→ **Work to be completed**: Type the entries again, word for word.

→ **Data extracts**:
== == ==

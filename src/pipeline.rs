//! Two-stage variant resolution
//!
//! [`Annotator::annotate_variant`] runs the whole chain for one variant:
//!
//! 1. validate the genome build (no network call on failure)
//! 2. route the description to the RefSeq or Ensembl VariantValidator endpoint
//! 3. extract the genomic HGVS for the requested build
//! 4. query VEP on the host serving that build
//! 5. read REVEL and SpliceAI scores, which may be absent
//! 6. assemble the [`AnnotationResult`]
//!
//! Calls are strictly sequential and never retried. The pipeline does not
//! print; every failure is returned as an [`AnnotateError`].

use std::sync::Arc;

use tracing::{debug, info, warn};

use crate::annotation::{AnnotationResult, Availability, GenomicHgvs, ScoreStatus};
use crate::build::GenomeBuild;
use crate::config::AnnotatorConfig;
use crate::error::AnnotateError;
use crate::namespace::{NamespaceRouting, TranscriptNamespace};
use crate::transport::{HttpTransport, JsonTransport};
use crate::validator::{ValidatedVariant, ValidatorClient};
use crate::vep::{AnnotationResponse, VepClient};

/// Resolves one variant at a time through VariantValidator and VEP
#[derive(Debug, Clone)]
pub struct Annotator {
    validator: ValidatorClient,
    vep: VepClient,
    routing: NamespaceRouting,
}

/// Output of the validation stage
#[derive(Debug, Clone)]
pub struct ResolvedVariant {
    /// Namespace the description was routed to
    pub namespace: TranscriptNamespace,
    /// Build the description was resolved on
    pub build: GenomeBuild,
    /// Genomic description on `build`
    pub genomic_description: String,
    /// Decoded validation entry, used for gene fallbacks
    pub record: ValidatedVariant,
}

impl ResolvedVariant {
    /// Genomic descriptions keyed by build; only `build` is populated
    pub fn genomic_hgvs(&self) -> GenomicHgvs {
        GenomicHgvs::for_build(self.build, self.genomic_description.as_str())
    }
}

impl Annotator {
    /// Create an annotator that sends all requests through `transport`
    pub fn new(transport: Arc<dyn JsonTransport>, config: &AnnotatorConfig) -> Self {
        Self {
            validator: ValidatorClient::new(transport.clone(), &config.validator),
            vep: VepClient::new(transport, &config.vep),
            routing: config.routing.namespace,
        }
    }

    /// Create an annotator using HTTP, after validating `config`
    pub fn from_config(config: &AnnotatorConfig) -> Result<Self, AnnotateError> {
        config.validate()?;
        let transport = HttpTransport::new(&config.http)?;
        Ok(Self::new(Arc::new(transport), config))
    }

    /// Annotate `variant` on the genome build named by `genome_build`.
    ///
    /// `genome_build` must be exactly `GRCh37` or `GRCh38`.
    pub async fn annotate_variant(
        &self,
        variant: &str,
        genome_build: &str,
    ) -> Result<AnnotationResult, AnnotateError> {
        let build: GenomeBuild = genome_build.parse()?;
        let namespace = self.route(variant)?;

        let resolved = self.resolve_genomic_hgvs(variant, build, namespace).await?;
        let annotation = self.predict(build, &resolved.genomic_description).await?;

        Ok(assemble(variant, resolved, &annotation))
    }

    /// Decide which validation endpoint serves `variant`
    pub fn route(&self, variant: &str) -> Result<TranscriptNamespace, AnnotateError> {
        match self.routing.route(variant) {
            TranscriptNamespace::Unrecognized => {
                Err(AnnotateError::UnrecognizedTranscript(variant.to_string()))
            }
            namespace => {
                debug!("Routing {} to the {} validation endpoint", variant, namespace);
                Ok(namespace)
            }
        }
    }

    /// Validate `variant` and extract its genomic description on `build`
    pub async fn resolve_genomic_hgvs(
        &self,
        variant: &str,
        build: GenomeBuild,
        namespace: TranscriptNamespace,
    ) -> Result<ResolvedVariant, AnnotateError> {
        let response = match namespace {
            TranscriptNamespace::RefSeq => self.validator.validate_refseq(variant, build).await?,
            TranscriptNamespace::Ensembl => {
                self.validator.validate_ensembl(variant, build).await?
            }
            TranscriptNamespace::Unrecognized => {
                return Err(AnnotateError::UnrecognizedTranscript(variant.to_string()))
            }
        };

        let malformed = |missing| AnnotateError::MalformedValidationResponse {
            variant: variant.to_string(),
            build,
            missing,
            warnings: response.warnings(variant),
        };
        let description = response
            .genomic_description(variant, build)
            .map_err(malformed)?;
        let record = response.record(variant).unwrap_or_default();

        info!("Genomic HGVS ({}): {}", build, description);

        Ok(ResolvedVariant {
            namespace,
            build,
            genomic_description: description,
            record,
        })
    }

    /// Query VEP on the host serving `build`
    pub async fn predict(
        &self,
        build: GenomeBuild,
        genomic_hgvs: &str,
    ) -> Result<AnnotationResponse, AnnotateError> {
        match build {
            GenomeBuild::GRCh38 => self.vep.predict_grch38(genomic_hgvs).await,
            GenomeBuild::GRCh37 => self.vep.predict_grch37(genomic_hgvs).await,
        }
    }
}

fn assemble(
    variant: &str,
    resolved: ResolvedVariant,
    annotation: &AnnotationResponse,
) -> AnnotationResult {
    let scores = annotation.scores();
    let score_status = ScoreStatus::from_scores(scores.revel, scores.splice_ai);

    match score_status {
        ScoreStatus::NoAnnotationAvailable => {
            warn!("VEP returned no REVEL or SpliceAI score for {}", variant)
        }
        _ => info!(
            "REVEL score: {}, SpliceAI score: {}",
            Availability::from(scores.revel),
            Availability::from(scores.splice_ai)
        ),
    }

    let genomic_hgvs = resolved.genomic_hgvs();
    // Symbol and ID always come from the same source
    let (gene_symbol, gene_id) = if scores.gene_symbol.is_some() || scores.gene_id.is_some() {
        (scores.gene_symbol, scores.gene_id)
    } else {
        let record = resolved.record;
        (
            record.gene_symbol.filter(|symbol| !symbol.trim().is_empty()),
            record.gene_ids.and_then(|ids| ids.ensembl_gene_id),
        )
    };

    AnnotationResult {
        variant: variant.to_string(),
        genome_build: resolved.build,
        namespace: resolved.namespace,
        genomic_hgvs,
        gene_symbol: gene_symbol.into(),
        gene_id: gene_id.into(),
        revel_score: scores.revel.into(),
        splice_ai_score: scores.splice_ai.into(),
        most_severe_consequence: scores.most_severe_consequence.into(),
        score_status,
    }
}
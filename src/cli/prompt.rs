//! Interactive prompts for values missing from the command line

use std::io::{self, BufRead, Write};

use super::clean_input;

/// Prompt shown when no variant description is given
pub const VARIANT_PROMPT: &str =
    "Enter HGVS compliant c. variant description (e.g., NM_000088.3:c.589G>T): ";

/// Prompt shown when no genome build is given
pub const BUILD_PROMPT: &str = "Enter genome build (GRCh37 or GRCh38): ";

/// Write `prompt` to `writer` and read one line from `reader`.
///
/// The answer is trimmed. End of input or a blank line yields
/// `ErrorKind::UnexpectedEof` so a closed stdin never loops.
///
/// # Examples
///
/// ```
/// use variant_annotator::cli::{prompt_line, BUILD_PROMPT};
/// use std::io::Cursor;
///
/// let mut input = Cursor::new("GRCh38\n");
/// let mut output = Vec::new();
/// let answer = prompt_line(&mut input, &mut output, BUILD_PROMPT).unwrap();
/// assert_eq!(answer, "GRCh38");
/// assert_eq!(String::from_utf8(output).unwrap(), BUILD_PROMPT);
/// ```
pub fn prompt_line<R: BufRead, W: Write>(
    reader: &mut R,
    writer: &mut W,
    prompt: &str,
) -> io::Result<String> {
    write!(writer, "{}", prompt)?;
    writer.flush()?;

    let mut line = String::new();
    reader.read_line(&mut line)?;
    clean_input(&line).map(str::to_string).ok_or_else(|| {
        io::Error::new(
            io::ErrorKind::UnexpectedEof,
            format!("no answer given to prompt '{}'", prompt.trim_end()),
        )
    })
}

== == ==

→ **Response area**:
filename src/pipeline.rs
//! Two-stage variant resolution
//!
//! [`Annotator::annotate_variant`] runs the whole chain for one variant:
//!
//! 1. validate the genome build (no network call on failure)
//! 2. route the description to the RefSeq or Ensembl VariantValidator endpoint
//! 3. extract the genomic HGVS for the requested build
//! 4. query VEP on the host serving that build
//! 5. read REVEL and SpliceAI scores, which may be absent
//! 6. assemble the [`AnnotationResult`]
//!
//! Calls are strictly sequential and never retried. The pipeline does not
//! print; every failure is returned as an [`AnnotateError`].

use std::sync::Arc;

use tracing::{debug, info, warn};

use crate::annotation::{AnnotationResult, Availability, GenomicHgvs, ScoreStatus};
use crate::build::GenomeBuild;
use crate::config::AnnotatorConfig;
use crate::error::AnnotateError;
use crate::namespace::{NamespaceRouting, TranscriptNamespace};
use crate::transport::{HttpTransport, JsonTransport};
use crate::validator::{ValidatedVariant, ValidatorClient};
use crate::vep::{AnnotationResponse, VepClient};

/// Resolves one variant at a time through VariantValidator and VEP
#[derive(Debug, Clone)]
pub struct Annotator {
    validator: ValidatorClient,
    vep: VepClient,
    routing: NamespaceRouting,
}

/// Output of the validation stage
#[derive(Debug, Clone)]
pub struct ResolvedVariant {
    /// Namespace the description was routed to
    pub namespace: TranscriptNamespace,
    /// Build the description was resolved on
    pub build: GenomeBuild,
    /// Genomic description on `build`
    pub genomic_description: String,
    /// Decoded validation entry, used for gene fallbacks
    pub record: ValidatedVariant,
}

impl ResolvedVariant {
    /// Genomic descriptions keyed by build; only `build` is populated
    pub fn genomic_hgvs(&self) -> GenomicHgvs {
        GenomicHgvs::for_build(self.build, self.genomic_description.as_str())
    }
}

impl Annotator {
    /// Create an annotator that sends all requests through `transport`
    pub fn new(transport: Arc<dyn JsonTransport>, config: &AnnotatorConfig) -> Self {
        Self {
            validator: ValidatorClient::new(transport.clone(), &config.validator),
            vep: VepClient::new(transport, &config.vep),
            routing: config.routing.namespace,
        }
    }

    /// Create an annotator using HTTP, after validating `config`
    pub fn from_config(config: &AnnotatorConfig) -> Result<Self, AnnotateError> {
        config.validate()?;
        let transport = HttpTransport::new(&config.http)?;
        Ok(Self::new(Arc::new(transport), config))
    }

    /// Annotate `variant` on the genome build named by `genome_build`.
    ///
    /// `genome_build` must be exactly `GRCh37` or `GRCh38`.
    pub async fn annotate_variant(
        &self,
        variant: &str,
        genome_build: &str,
    ) -> Result<AnnotationResult, AnnotateError> {
        let build: GenomeBuild = genome_build.parse()?;
        let namespace = self.route(variant)?;

        let resolved = self.resolve_genomic_hgvs(variant, build, namespace).await?;
        let annotation = self.predict(build, &resolved.genomic_description).await?;

        Ok(assemble(variant, resolved, &annotation))
    }

    /// Decide which validation endpoint serves `variant`
    pub fn route(&self, variant: &str) -> Result<TranscriptNamespace, AnnotateError> {
        match self.routing.route(variant) {
            TranscriptNamespace::Unrecognized => {
                Err(AnnotateError::UnrecognizedTranscript(variant.to_string()))
            }
            namespace => {
                debug!("Routing {} to the {} validation endpoint", variant, namespace);
                Ok(namespace)
            }
        }
    }

    /// Validate `variant` and extract its genomic description on `build`
    pub async fn resolve_genomic_hgvs(
        &self,
        variant: &str,
        build: GenomeBuild,
        namespace: TranscriptNamespace,
    ) -> Result<ResolvedVariant, AnnotateError> {
        let response = match namespace {
            TranscriptNamespace::RefSeq => self.validator.validate_refseq(variant, build).await?,
            TranscriptNamespace::Ensembl => {
                self.validator.validate_ensembl(variant, build).await?
            }
            TranscriptNamespace::Unrecognized => {
                return Err(AnnotateError::UnrecognizedTranscript(variant.to_string()))
            }
        };

        let malformed = |missing| AnnotateError::MalformedValidationResponse {
            variant: variant.to_string(),
            build,
            missing,
            warnings: response.warnings(variant),
        };
        let description = response
            .genomic_description(variant, build)
            .map_err(malformed)?;
        let record = response.record(variant).unwrap_or_default();

        info!("Genomic HGVS ({}): {}", build, description);

        Ok(ResolvedVariant {
            namespace,
            build,
            genomic_description: description,
            record,
        })
    }

    /// Query VEP on the host serving `build`
    pub async fn predict(
        &self,
        build: GenomeBuild,
        genomic_hgvs: &str,
    ) -> Result<AnnotationResponse, AnnotateError> {
        match build {
            GenomeBuild::GRCh38 => self.vep.predict_grch38(genomic_hgvs).await,
            GenomeBuild::GRCh37 => self.vep.predict_grch37(genomic_hgvs).await,
        }
    }
}

fn assemble(
    variant: &str,
    resolved: ResolvedVariant,
    annotation: &AnnotationResponse,
) -> AnnotationResult {
    let scores = annotation.scores();
    let score_status = ScoreStatus::from_scores(scores.revel, scores.splice_ai);

    match score_status {
        ScoreStatus::NoAnnotationAvailable => {
            warn!("VEP returned no REVEL or SpliceAI score for {}", variant)
        }
        _ => info!(
            "REVEL score: {}, SpliceAI score: {}",
            Availability::from(scores.revel),
            Availability::from(scores.splice_ai)
        ),
    }

    let genomic_hgvs = resolved.genomic_hgvs();
    // Symbol and ID always come from the same source
    let (gene_symbol, gene_id) = if scores.gene_symbol.is_some() || scores.gene_id.is_some() {
        (scores.gene_symbol, scores.gene_id)
    } else {
        let record = resolved.record;
        (
            record.gene_symbol.filter(|symbol| !symbol.trim().is_empty()),
            record.gene_ids.and_then(|ids| ids.ensembl_gene_id),
        )
    };

    AnnotationResult {
        variant: variant.to_string(),
        genome_build: resolved.build,
        namespace: resolved.namespace,
        genomic_hgvs,
        gene_symbol: gene_symbol.into(),
        gene_id: gene_id.into(),
        revel_score: scores.revel.into(),
        splice_ai_score: scores.splice_ai.into(),
        most_severe_consequence: scores.most_severe_consequence.into(),
        score_status,
    }
}
filename src/cli/prompt.rs
//! Interactive prompts for values missing from the command line

use std::io::{self, BufRead, Write};

use super::clean_input;

/// Prompt shown when no variant description is given
pub const VARIANT_PROMPT: &str =
    "Enter HGVS compliant c. variant description (e.g., NM_000088.3:c.589G>T): ";

/// Prompt shown when no genome build is given
pub const BUILD_PROMPT: &str = "Enter genome build (GRCh37 or GRCh38): ";

/// Write `prompt` to `writer` and read one line from `reader`.
///
/// The answer is trimmed. End of input or a blank line yields
/// `ErrorKind::UnexpectedEof` so a closed stdin never loops.
///
/// # Examples
///
/// ```
/// use variant_annotator::cli::{prompt_line, BUILD_PROMPT};
/// use std::io::Cursor;
///
/// let mut input = Cursor::new("GRCh38\n");
/// let mut output = Vec::new();
/// let answer = prompt_line(&mut input, &mut output, BUILD_PROMPT).unwrap();
/// assert_eq!(answer, "GRCh38");
/// assert_eq!(String::from_utf8(output).unwrap(), BUILD_PROMPT);
/// ```
pub fn prompt_line<R: BufRead, W: Write>(
    reader: &mut R,
    writer: &mut W,
    prompt: &str,
) -> io::Result<String> {
    write!(writer, "{}", prompt)?;
    writer.flush()?;

    let mut line = String::new();
    reader.read_line(&mut line)?;
    clean_input(&line).map(str::to_string).ok_or_else(|| {
        io::Error::new(
            io::ErrorKind::UnexpectedEof,
            format!("no answer given to prompt '{}'", prompt.trim_end()),
        )
    })
}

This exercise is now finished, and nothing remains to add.